Moreover, you will understand the benefits and risks of maker vs. taker trades and know why maker trades are significantly cheaper than taker trades.

Maker vs. Taker Trades cover picture

Intro:
If you are coming from a different trading market such as Forex or commodity trading or are completely new to trading, the differentiation of maker vs. taker trades in the Crypto market may not be familiar to you. A trade execution as maker or taker describes whether you are making liquidity for the market or whether you are taking liquidity from the market. For a trade to be executed, there needs to be a market maker and a market taker. Still confusing? Let’s break it down step-by-step:

Making vs taking liquidity

Maker vs. Taker detailed explanation:
As a maker, you are giving liquidity to the market by specifying that you would buy or sell a certain amount of the asset for a specified price. You are “making” the liquidity. The position is not immediately executed, only when someone else is willing to trade with you at that price level. In a way, as a maker you are enabling other traders to immediately execute their trades as a taker, as they can choose to buy or sell you the asset at your specified price. On the other hand, as a taker, you are “taking” liquidity from the market by directly executing your order. In order to see the current limit orders in a market, you will have to look into the order book.

market vs. limit order

Order types — market vs limit order:
Let’s put it into more practical terms and I am going to guide you through an example in my own trading account in a minute. There are two overall order types in trading, a market order, and a limit order. In a market order, your trade will be executed directly at the best available price, while for a limit order, you specify at which price you would be willing to buy or sell a certain amount of assets. You see where I am pointing at. Simply put, a market order will create a taker trade, you are taking liquidity from the market, while a successfully executed limit order creates a maker trade. You provided liquidity to the market by specifying a price and amount of assets you would be willing to trade, and someone else took your liquidity off the market by filling your order. Both order types have their upsides and downsides, but let’s first of all have a look at an example in my trading account.

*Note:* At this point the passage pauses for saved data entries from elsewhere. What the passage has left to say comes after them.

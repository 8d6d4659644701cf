//! Recoverable, user-facing command failures

use thiserror::Error;

/// Why a command could not be carried out
///
/// None of these are fatal: the failure is reported and control goes back to
/// the command loop.
#[derive(Error, Debug, Clone, PartialEq, Eq)]
pub enum ActionError {
    #[error("Unknown target: {0}")]
    UnknownTarget(String),
    #[error("Unknown action: {0}")]
    UnknownAction(String),
    #[error("{0} is already dead!")]
    AlreadyDefeated(String),
    #[error("All targets already dead!")]
    AllTargetsDefeated,
    #[error("Can't loot {0} just yet!")]
    NotLootable(String),
    #[error("Nothing equipped in the {0} slot!")]
    EmptySlot(String),
    #[error("Can only equip {item} to {class} class")]
    WrongClass { item: String, class: String },
    #[error("{0} is not in the shared inventory!")]
    NotAvailable(String),
    #[error("Cannot pick up {0}")]
    NotPickable(String),
    #[error("No potions left!")]
    NoPotionsLeft,
    #[error("{0} is already at full health!")]
    AlreadyFull(String),
    #[error("{0} can only be used in battle")]
    NotInBattle(String),
    #[error("{0} is already defending")]
    AlreadyDefending(String),
    #[error("Cannot change players in battle.")]
    CannotChangeInBattle,
    #[error("Can only change {0}'s own equipment in battle")]
    OnlySelfInBattle(String),
    #[error("{0} is incapacitated!")]
    Incapacitated(String),
}

impl ActionError {
    /// Failures that still use up the action
    ///
    /// Trying to heal someone already at full health wastes the turn.
    pub fn consumes_budget(&self) -> bool {
        matches!(self, ActionError::AlreadyFull(_))
    }
}
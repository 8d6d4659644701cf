//! Entities - breakable, lootable obstacles that never act

use crate::types::ItemId;

#[derive(Debug, Clone)]
pub struct Entity {
    pub name: String,
    /// Durability; the entity is broken at zero or below
    pub health: f64,
    pub inventory: Vec<ItemId>,
}

impl Entity {
    pub fn new(name: impl Into<String>, durability: f64) -> Self {
        Entity {
            name: name.into(),
            health: durability,
            inventory: Vec::new(),
        }
    }

    pub fn is_broken(&self) -> bool {
        self.health <= 0.0
    }
}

Trading software input: ByBit

Limit order:
I am logged in to ByBit here right now and have the ETHUSDT futures contract open. As you can see on the right side here, we have the order book. Recalling what we said earlier, the order book shows the liquidity that is in the market, so all those entries which you see here with the specified price and quantity is the sum of limit orders in the market at the respective price levels. Looking even a little bit more to the right, you can see the trade input mask. And here you also already see the order type which we can choose: Limit or market order. For the limit order, you can see that we have to specify the price and quantity of our trade in order to position that order in the market and create the liquidity. The order will only be executed in case there is someone else that is willing to trade with us at this price.

Trading software: ByBit

Market order:
If we click on the market order, you can see that we only have to specify the quantity, no price, because the order will be executed right away at the best available price. The best available price is a bit tricky, looking into the order book we can see how much liquidity there is at the different price points. If we were to execute a large order, lets say 1000 Ethereum, you can see that we wouldn’t be able to get the current market price, because there is not enough liquidity in the market for that. A market order will take the liquidity from the order book of higher price levels then until the whole 1000 ETH will be filled, which will lead to a slightly worse executed average price as the current market price. Let’s do a quick example though.

→ watch how we did the trade here

We go back to limit order and try to get into the market. Just for showcasing, let’s buy 0.1 Ethereum with 100x leverage. We place our price we would be willing to pay just below the current market price so hopefully it will be executed quite quickly for this example. We can see that the order was filled now and that we are 0.1 ETH long. Let’s now close the order with a market order, hence taking liquidity off the market. We click on “market” again, enter our quantity and close the order. As you can see, the order was executed right away. Because the order was so small, there is also pretty much no slippage.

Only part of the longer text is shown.